Alloy that is liquid at room temperature

Galinstan is a brand name for an alloy composed of gallium, indium, and tin which melts at -19 °C and is thus liquid at room temperature. In scientific literature, galinstan is also used to denote the eutectic alloy of gallium, indium, and tin, which melts at around +11 °C. The commercial product Galinstan is not a eutectic alloy, but a near-eutectic alloy.

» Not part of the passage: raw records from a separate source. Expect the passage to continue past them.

//! AEON Chat Reference Runtime: Demo CLI
//!
//! Runs one or all of the chat scenarios. Each scenario builds a real AEON
//! runtime (journal, dispatch table, mailbox bus) over scripted backends.
//!
//! Usage:
//!   cargo run -p demo -- run-all
//!   cargo run -p demo -- prompt-config
//!   cargo run -p demo -- backend-failover
//!   cargo run -p demo -- event-fanout
//!   cargo run -p demo -- replay --journal-dir ./journal
//!   cargo run -p demo -- --config my.toml run-all

use std::path::{Path, PathBuf};

use clap::{Parser, Subcommand};
use tracing::debug;
use tracing_subscriber::EnvFilter;

use aeon_config::RuntimeConfig;
use aeon_contracts::error::AeonResult;
use aeon_ref_chat::scenarios::{backend_failover, event_fanout, prompt_config, replay};

// ── CLI definition ────────────────────────────────────────────────────────────

/// AEON: event-sourced virtual agents, chat reference demo.
#[derive(Parser)]
#[command(
    name = "demo",
    about = "AEON chat reference runtime demo",
    long_about = "Runs AEON chat scenarios showing propose / confirm turns, bus fan-out,\n\
                  backend circuit breaking with timed recovery, and durable replay."
)]
struct Cli {
    /// Runtime configuration file. Defaults to the embedded reference config.
    #[arg(long, global = true, value_name = "FILE")]
    config: Option<PathBuf>,

    #[command(subcommand)]
    command: Command,
}

#[derive(Subcommand)]
enum Command {
    /// Run every scenario in sequence.
    RunAll,
    /// Scenario 1: configuration agent, failed confirm, bus request, replay.
    PromptConfig,
    /// Scenario 2: circuit breaker trip, failover and timed recovery.
    BackendFailover,
    /// Scenario 3: wildcard and typed subscribers, duplicate delivery.
    EventFanout,
    /// Scenario 4: file journal, shutdown and restore.
    Replay {
        /// Directory for the event logs. Defaults to a fresh temp directory.
        #[arg(long, value_name = "DIR")]
        journal_dir: Option<PathBuf>,
    },
}

// ── Entry point ───────────────────────────────────────────────────────────────

#[tokio::main]
async fn main() {
    let cli = Cli::parse();

    let config = match load_config(cli.config.as_deref()) {
        Ok(config) => config,
        Err(e) => {
            eprintln!("Configuration error: {}", e);
            std::process::exit(1);
        }
    };

    // RUST_LOG wins over the configured filter.
    tracing_subscriber::fmt()
        .with_env_filter(
            EnvFilter::try_from_default_env().unwrap_or_else(|_| EnvFilter::new(&config.logging.filter)),
        )
        .with_target(false)
        .compact()
        .init();
    debug!(config = ?cli.config, "configuration loaded");

    print_banner();

    let result = match cli.command {
        Command::RunAll => run_all(&config).await,
        Command::PromptConfig => prompt_config::run_scenario(&config).await,
        Command::BackendFailover => backend_failover::run_scenario(&config).await,
        Command::EventFanout => event_fanout::run_scenario(&config).await,
        Command::Replay { journal_dir } => run_replay(&config, journal_dir).await,
    };

    match result {
        Ok(()) => {
            println!("All selected scenarios completed successfully.");
        }
        Err(e) => {
            eprintln!("Demo error: {}", e);
            std::process::exit(1);
        }
    }
}

fn load_config(path: Option<&Path>) -> AeonResult<RuntimeConfig> {
    match path {
        Some(path) => RuntimeConfig::from_file(path),
        None => aeon_ref_chat::reference_config(),
    }
}

// ── Scenario dispatch ─────────────────────────────────────────────────────────

async fn run_all(config: &RuntimeConfig) -> AeonResult<()> {
    prompt_config::run_scenario(config).await?;
    backend_failover::run_scenario(config).await?;
    event_fanout::run_scenario(config).await?;
    run_replay(config, None).await?;
    Ok(())
}

async fn run_replay(config: &RuntimeConfig, journal_dir: Option<PathBuf>) -> AeonResult<()> {
    let dir = journal_dir
        .unwrap_or_else(|| std::env::temp_dir().join(format!("aeon-journal-{}", uuid::Uuid::new_v4())));
    replay::run_scenario(config, &dir).await
}

// ── Banner ────────────────────────────────────────────────────────────────────

fn print_banner() {
    println!();
    println!("AEON: Event-sourced Virtual Agents");
    println!("Chat Reference Demo");
    println!("==================================");
    println!();
    println!("Write path per agent turn:");
    println!("  [1] External calls (backends, other agents) happen first");
    println!("  [2] propose() buffers events; malformed payloads are rejected here");
    println!("  [3] confirm() appends the batch to the hash-chained log");
    println!("  [4] Only after a durable append are events folded into state");
    println!("  [5] Published messages fan out to subscribers, ordered per origin");
    println!();
}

Additionally, it likely has added flux to improve flowability, to reduce melting temperature, and to reduce surface tension.

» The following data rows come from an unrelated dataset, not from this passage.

//! Journal entry and stream types.
//!
//! `JournalEntry` is one link of an agent's hash chain: it wraps a
//! `RecordedEvent` with the SHA-256 hashes that make tampering detectable.
//! `JournalStream` is the exported form of one agent's whole log.

use chrono::{DateTime, Utc};
use serde::{Deserialize, Serialize};

use aeon_contracts::{agent::AgentAddress, event::RecordedEvent};

/// One committed event in an agent's hash chain.
///
/// Changing any byte of the embedded record invalidates `this_hash` and
/// every later `prev_hash`, which `verify_chain` detects.
#[derive(Debug, Clone, PartialEq, Serialize, Deserialize)]
pub struct JournalEntry {
    /// The agent whose log this entry belongs to.
    pub address: AgentAddress,

    pub record: RecordedEvent,

    /// SHA-256 hash (hex) of the previous entry, or `GENESIS_HASH` for the
    /// first entry of a stream.
    pub prev_hash: String,

    /// SHA-256 hash (hex) over (address, sequence, prev_hash, record).
    pub this_hash: String,
}

impl JournalEntry {
    /// The `prev_hash` of the first entry in every stream.
    pub const GENESIS_HASH: &'static str =
        "0000000000000000000000000000000000000000000000000000000000000000";
}

/// Snapshot of one agent's complete log.
#[derive(Debug, Clone, Serialize, Deserialize)]
pub struct JournalStream {
    pub address: AgentAddress,

    /// All entries in sequence order.
    pub entries: Vec<JournalEntry>,

    pub exported_at: DateTime<Utc>,

    /// `this_hash` of the last entry; empty for an empty stream.
    pub terminal_hash: String,
}

impl JournalStream {
    /// Sequence of the last entry (0 for an empty stream).
    pub fn version(&self) -> u64 {
        self.entries.last().map(|e| e.record.sequence).unwrap_or(0)
    }

    pub fn records(&self) -> Vec<RecordedEvent> {
        self.entries.iter().map(|e| e.record.clone()).collect()
    }
}
//! Named background tasks owned by one agent activation.
//!
//! Every task lives exactly as long as the activation that scheduled it:
//! `cancel_all()` runs on deactivation and again on drop, so no timer can
//! outlive its agent.

use std::{
    collections::HashMap,
    future::Future,
    sync::{Mutex, PoisonError},
};

use tokio::task::JoinHandle;
use tracing::debug;

#[derive(Debug, Default)]
pub struct ScheduledTasks {
    tasks: Mutex<HashMap<String, JoinHandle<()>>>,
}

impl ScheduledTasks {
    pub fn new() -> Self {
        Self::default()
    }

    /// Spawn `task` under `name`, aborting any task already registered
    /// under the same name.
    ///
    /// Must be called from within a tokio runtime.
    pub fn spawn<F>(&self, name: impl Into<String>, task: F)
    where
        F: Future<Output = ()> + Send + 'static,
    {
        let name = name.into();
        let handle = tokio::spawn(task);
        let mut tasks = self.tasks.lock().unwrap_or_else(PoisonError::into_inner);
        if let Some(previous) = tasks.insert(name.clone(), handle) {
            debug!(task = %name, "replacing scheduled task");
            previous.abort();
        }
    }

    /// Abort the task registered under `name`. Returns false if there was none.
    pub fn cancel(&self, name: &str) -> bool {
        let mut tasks = self.tasks.lock().unwrap_or_else(PoisonError::into_inner);
        match tasks.remove(name) {
            Some(handle) => {
                handle.abort();
                true
            }
            None => false,
        }
    }

    /// Abort every task. Returns how many were still registered.
    pub fn cancel_all(&self) -> usize {
        let mut tasks = self.tasks.lock().unwrap_or_else(PoisonError::into_inner);
        let count = tasks.len();
        for (_, handle) in tasks.drain() {
            handle.abort();
        }
        count
    }

    /// True if a task is registered under `name` and has not finished.
    pub fn is_running(&self, name: &str) -> bool {
        let tasks = self.tasks.lock().unwrap_or_else(PoisonError::into_inner);
        tasks.get(name).is_some_and(|handle| !handle.is_finished())
    }

    pub fn len(&self) -> usize {
        self.tasks.lock().unwrap_or_else(PoisonError::into_inner).len()
    }

    pub fn is_empty(&self) -> bool {
        self.len() == 0
    }
}

impl Drop for ScheduledTasks {
    fn drop(&mut self) {
        self.cancel_all();
    }
}

#[cfg(test)]
mod tests {
    use std::{
        sync::{
            atomic::{AtomicU32, Ordering},
            Arc,
        },
        time::Duration,
    };

    use super::ScheduledTasks;

    #[tokio::test]
    async fn cancel_all_stops_every_task() {
        let tasks = ScheduledTasks::new();
        let ticks = Arc::new(AtomicU32::new(0));

        for name in ["a", "b"] {
            let ticks = ticks.clone();
            tasks.spawn(name, async move {
                loop {
                    ticks.fetch_add(1, Ordering::SeqCst);
                    tokio::time::sleep(Duration::from_millis(5)).await;
                }
            });
        }
        assert!(tasks.is_running("a"));
        assert_eq!(tasks.cancel_all(), 2);
        assert!(tasks.is_empty());

        // Let aborts land, then make sure the counter is frozen.
        tokio::time::sleep(Duration::from_millis(20)).await;
        let frozen = ticks.load(Ordering::SeqCst);
        tokio::time::sleep(Duration::from_millis(30)).await;
        assert_eq!(ticks.load(Ordering::SeqCst), frozen);
    }

    #[tokio::test]
    async fn spawning_same_name_replaces_previous_task() {
        let tasks = ScheduledTasks::new();
        tasks.spawn("probe", std::future::pending());
        tasks.spawn("probe", std::future::pending());
        assert_eq!(tasks.len(), 1);
        assert!(tasks.cancel("probe"));
        assert!(!tasks.cancel("probe"));
    }
}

Eutectic galinstan is composed of 68.5% Ga, 21.5% In, and 10.0% Sn (by mass).

Due to the low toxicity and low reactivity of its component metals, galinstan has replaced the toxic liquid mercury or the reactive sodium–potassium alloy in many applications such as bulb thermometers and high-temperature heat exchangers.

==Name==
The name "galinstan" is a portmanteau of gallium, indium, and stannum (Latin for "tin"). The brand name "Galinstan" is a registered trademark of the German company Geratherm.

==Physical properties==
- Boiling point: > 1300 °C
- Vapour pressure: < 10^{−8} Torr (at 500 °C)
- Solubility: Insoluble in water or organic solvents
- Viscosity: 0.0024 Pa·s (at 20 °C)
- Thermal conductivity: 16.5 W·m^{−1}·K^{−1}
- Electrical conductivity: 3.46×10^{6} S/m (at 20 °C)
- Surface tension: s = 0.535–0.718 N/m (at 20 °C, dependent on producer)
- Density: 6.44 g/cm3 (at 20 °C)

In the presence of oxygen at concentrations above 1 ppm, the surface of bulk galinstan oxidizes to Ga_{2}O_{3}. Unlike mercury, galinstan tends to wet and adheres to many materials, including glass, due to its surface oxide. This can limit its use as a direct replacement material in some situations, but can also be utilized in some situations.

==Uses==

Galinstan can replace mercury in thermometers at moderate temperatures.

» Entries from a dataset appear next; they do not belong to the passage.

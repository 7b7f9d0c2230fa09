//! Chat router agent: picks a backend proxy by region and records the
//! conversation.
//!
//! Routing order for a request in region R:
//!   1. R's proxies in configured preference order, skipping unavailable ones
//!   2. then the default region's proxies the same way
//!   3. otherwise `NoAvailableBackend`
//!
//! A proxy that fails while being called records the failure itself and
//! the router moves on to the next one. Proxies are provisioned lazily the
//! first time a region is used and remembered in the router's log.
//!
//! Backend calls happen before anything is proposed; the exchange is only
//! committed once an answer came back.

use std::{collections::BTreeMap, time::Duration};

use async_trait::async_trait;
use chrono::{DateTime, Utc};
use serde::{Deserialize, Serialize};
use tracing::{debug, info, warn};

use aeon_config::RuntimeConfig;
use aeon_contracts::{
    backend::{ChatMessage, CompletionRequest, CompletionResponse},
    error::{AeonError, AeonResult},
};
use aeon_core::{
    traits::{Agent, AgentEvent},
    AgentHandle, Runtime,
};

use crate::{
    agents::{
        configuration::{ConfigurationAgent, ConfigurationApi},
        proxy::{ProxyAgent, ProxyApi},
    },
    messages::ChatResponded,
};

/// Upper bound for one backend call before it counts as a timeout failure.
pub const REQUEST_TIMEOUT: Duration = Duration::from_secs(30);

#[derive(Debug, Clone, Default, PartialEq)]
pub struct RouterState {
    /// Region → proxy ids in preference order.
    pub regions: BTreeMap<String, Vec<String>>,
    /// Configuration agent supplying the system prompt, if linked.
    pub configuration: Option<String>,
    pub history: Vec<ChatMessage>,
    pub exchanges: u64,
}

/// Logged under the variant tag, with every field under its ordinal.
#[derive(Debug, Clone, PartialEq, Serialize, Deserialize)]
#[serde(tag = "type", rename_all = "kebab-case")]
pub enum RouterEvent {
    RegionProvisioned {
        #[serde(rename = "1")]
        region: String,
        #[serde(rename = "2")]
        proxies: Vec<String>,
    },
    ConfigurationLinked {
        #[serde(rename = "1")]
        configuration: String,
    },
    ExchangeRecorded {
        #[serde(rename = "1")]
        region: String,
        #[serde(rename = "2")]
        backend: String,
        #[serde(rename = "3")]
        prompt: String,
        #[serde(rename = "4")]
        reply: String,
        #[serde(rename = "5")]
        at: DateTime<Utc>,
    },
}

impl AgentEvent for RouterEvent {
    fn kind(&self) -> &'static str {
        match self {
            RouterEvent::RegionProvisioned { .. } => "region-provisioned",
            RouterEvent::ConfigurationLinked { .. } => "configuration-linked",
            RouterEvent::ExchangeRecorded { .. } => "exchange-recorded",
        }
    }

    fn validate(&self) -> Result<(), String> {
        match self {
            RouterEvent::RegionProvisioned { proxies, region } if proxies.is_empty() => {
                Err(format!("region '{region}' provisioned without proxies"))
            }
            _ => Ok(()),
        }
    }
}

pub struct ChatRouterAgent;

impl Agent for ChatRouterAgent {
    const TYPE_NAME: &'static str = "chat-router";
    type State = RouterState;
    type Event = RouterEvent;

    fn apply(state: &mut RouterState, event: &RouterEvent) {
        match event {
            RouterEvent::RegionProvisioned { region, proxies } => {
                state.regions.insert(region.clone(), proxies.clone());
            }
            RouterEvent::ConfigurationLinked { configuration } => {
                state.configuration = Some(configuration.clone());
            }
            RouterEvent::ExchangeRecorded { prompt, reply, .. } => {
                state.history.push(ChatMessage::user(prompt.clone()));
                state.history.push(ChatMessage::assistant(reply.clone()));
                state.exchanges += 1;
            }
        }
    }
}

/// Operations on a chat router.
#[async_trait]
pub trait RouterApi {
    /// Take the system prompt from the configuration agent `configuration`.
    async fn link_configuration(&self, configuration: &str) -> AeonResult<()>;

    /// Proxy ids serving `region`, provisioning them on first use.
    ///
    /// `None` if the region is not in the routing table.
    async fn proxies_for(&self, region: &str) -> AeonResult<Option<Vec<String>>>;

    /// The first available proxy for `region`, falling back to the default
    /// region. `None` if every eligible proxy is unavailable.
    async fn route(&self, region: &str) -> AeonResult<Option<AgentHandle<ProxyAgent>>>;

    /// Answer `prompt` through the best available backend for `region`.
    async fn chat(&self, region: &str, prompt: &str) -> AeonResult<ChatResponded>;

    fn history(&self) -> Vec<ChatMessage>;
}

fn runtime_of(agent: &AgentHandle<ChatRouterAgent>) -> AeonResult<Runtime> {
    agent.runtime().ok_or_else(|| AeonError::Bus {
        reason: format!("runtime of '{}' has shut down", agent.address()),
    })
}

/// The requested region first, then the default region if different.
fn candidate_regions(config: &RuntimeConfig, region: &str) -> Vec<String> {
    let mut regions = vec![region.to_string()];
    if region != config.routing.default_region {
        regions.push(config.routing.default_region.clone());
    }
    regions
}

/// The completion request for `prompt`: linked system prompt plus history.
pub async fn build_request(
    router: &AgentHandle<ChatRouterAgent>,
    runtime: &Runtime,
    prompt: &str,
) -> AeonResult<CompletionRequest> {
    let (configuration, history) = router.read(|s| (s.configuration.clone(), s.history.clone()));
    let system_prompt = match configuration {
        Some(id) => runtime.agent::<ConfigurationAgent>(id).await?.prompt(),
        None => String::new(),
    };
    Ok(CompletionRequest {
        system_prompt,
        history,
        prompt: prompt.to_string(),
    })
}

async fn record_exchange(
    router: &AgentHandle<ChatRouterAgent>,
    region: &str,
    prompt: &str,
    response: CompletionResponse,
) -> AeonResult<ChatResponded> {
    router
        .commit([RouterEvent::ExchangeRecorded {
            region: region.to_string(),
            backend: response.backend.clone(),
            prompt: prompt.to_string(),
            reply: response.text.clone(),
            at: router.now(),
        }])
        .await?;

    let responded = ChatResponded {
        region: region.to_string(),
        backend: response.backend,
        prompt: prompt.to_string(),
        reply: response.text,
    };
    // The exchange is committed; a closed bus does not undo it.
    if let Err(err) = router.publish(&responded) {
        debug!(agent = %router.address(), error = %err, "chat reply not published");
    }
    Ok(responded)
}

#[async_trait]
impl RouterApi for AgentHandle<ChatRouterAgent> {
    async fn link_configuration(&self, configuration: &str) -> AeonResult<()> {
        self.commit([RouterEvent::ConfigurationLinked {
            configuration: configuration.to_string(),
        }])
        .await?;
        Ok(())
    }

    async fn proxies_for(&self, region: &str) -> AeonResult<Option<Vec<String>>> {
        if let Some(proxies) = self.read(|s| s.regions.get(region).cloned()) {
            return Ok(Some(proxies));
        }

        let runtime = runtime_of(self)?;
        let config = runtime.service::<RuntimeConfig>()?;
        let Some(backends) = config.routing.backends_for(region) else {
            return Ok(None);
        };

        let mut turn = self.begin_turn().await;
        // Another caller may have provisioned while we waited for the turn.
        if let Some(proxies) = turn.read(|s| s.regions.get(region).cloned()) {
            return Ok(Some(proxies));
        }

        let mut proxies = Vec::with_capacity(backends.len());
        for backend in backends {
            let id = format!("{}.{}", self.id(), backend);
            let proxy = runtime.agent::<ProxyAgent>(id.as_str()).await?;
            proxy
                .configure(
                    backend,
                    Some(self.address().clone()),
                    config.breaker.recovery_delay(),
                    config.breaker.probe_interval(),
                )
                .await?;
            proxies.push(id);
        }

        turn.propose(RouterEvent::RegionProvisioned {
            region: region.to_string(),
            proxies: proxies.clone(),
        })?;
        turn.confirm().await?;
        info!(agent = %self.address(), region, proxies = proxies.len(), "region provisioned");
        Ok(Some(proxies))
    }

    async fn route(&self, region: &str) -> AeonResult<Option<AgentHandle<ProxyAgent>>> {
        let runtime = runtime_of(self)?;
        let config = runtime.service::<RuntimeConfig>()?;

        for candidate in candidate_regions(&config, region) {
            let Some(proxies) = self.proxies_for(&candidate).await? else {
                continue;
            };
            for id in proxies {
                let proxy = runtime.agent::<ProxyAgent>(id.as_str()).await?;
                if proxy.is_available().await? {
                    return Ok(Some(proxy));
                }
            }
        }
        Ok(None)
    }

    async fn chat(&self, region: &str, prompt: &str) -> AeonResult<ChatResponded> {
        let runtime = runtime_of(self)?;
        let config = runtime.service::<RuntimeConfig>()?;
        let request = build_request(self, &runtime, prompt).await?;

        for candidate in candidate_regions(&config, region) {
            let Some(proxies) = self.proxies_for(&candidate).await? else {
                debug!(agent = %self.address(), region = %candidate, "region not routed");
                continue;
            };
            for id in proxies {
                let proxy = runtime.agent::<ProxyAgent>(id.as_str()).await?;
                if !proxy.is_available().await? {
                    debug!(agent = %self.address(), proxy = %id, "skipping unavailable proxy");
                    continue;
                }
                match proxy.invoke(request.clone(), REQUEST_TIMEOUT).await {
                    Ok(response) => return record_exchange(self, &candidate, prompt, response).await,
                    Err(err) => {
                        warn!(agent = %self.address(), proxy = %id, error = %err, "backend failed, failing over");
                    }
                }
            }
        }

        Err(AeonError::NoAvailableBackend {
            region: region.to_string(),
        })
    }

    fn history(&self) -> Vec<ChatMessage> {
        self.read(|s| s.history.clone())
    }
}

Galinstan has higher reflectivity and lower density than mercury. In astronomy, it can replace mercury in liquid-mirror telescopes.

Metals or alloys like galinstan that are liquids at room temperature are often used by overclockers and enthusiasts as a thermal interface for computer hardware cooling, where their higher thermal conductivity compared to thermal pastes and thermal epoxies can allow slightly higher clock speeds and CPU processing power achieved in demonstrations and competitive overclocking. Two examples are Thermal Grizzly Conductonaut and Coolaboratory Liquid Ultra, with thermal conductivities of 73 and 38.4 W/mK respectively. Unlike ordinary thermal compounds which are easy to apply and present a low risk of damaging hardware, galinstan is electrically conductive and causes liquid metal embrittlement in many metals including aluminium which is commonly used in heatsinks. Despite these challenges the users who are successful with their application do report good results. In August 2020, Sony Interactive Entertainment patented a galinstan-based thermal interface solution suitable for mass production, for use on the PlayStation 5.

Galinstan is difficult to use for cooling fission-based nuclear reactors because indium has a high absorption cross section for thermal neutrons, efficiently absorbing them and inhibiting the fission reaction. Conversely, it is being investigated as a possible coolant for fusion reactors, where absorption of thermal neutrons is not critical to sustaining the reaction.

The wetting characteristics of galinstan can be utilized to fabricate conductive patterns, allowing it to be used as a liquid, deformable conductor in soft robotics and stretchable electronics. Galinstan can be used to replace wires, interconnects, and electrodes as well as the conductive element in inductor coils and dielectric composites for soft capacitors.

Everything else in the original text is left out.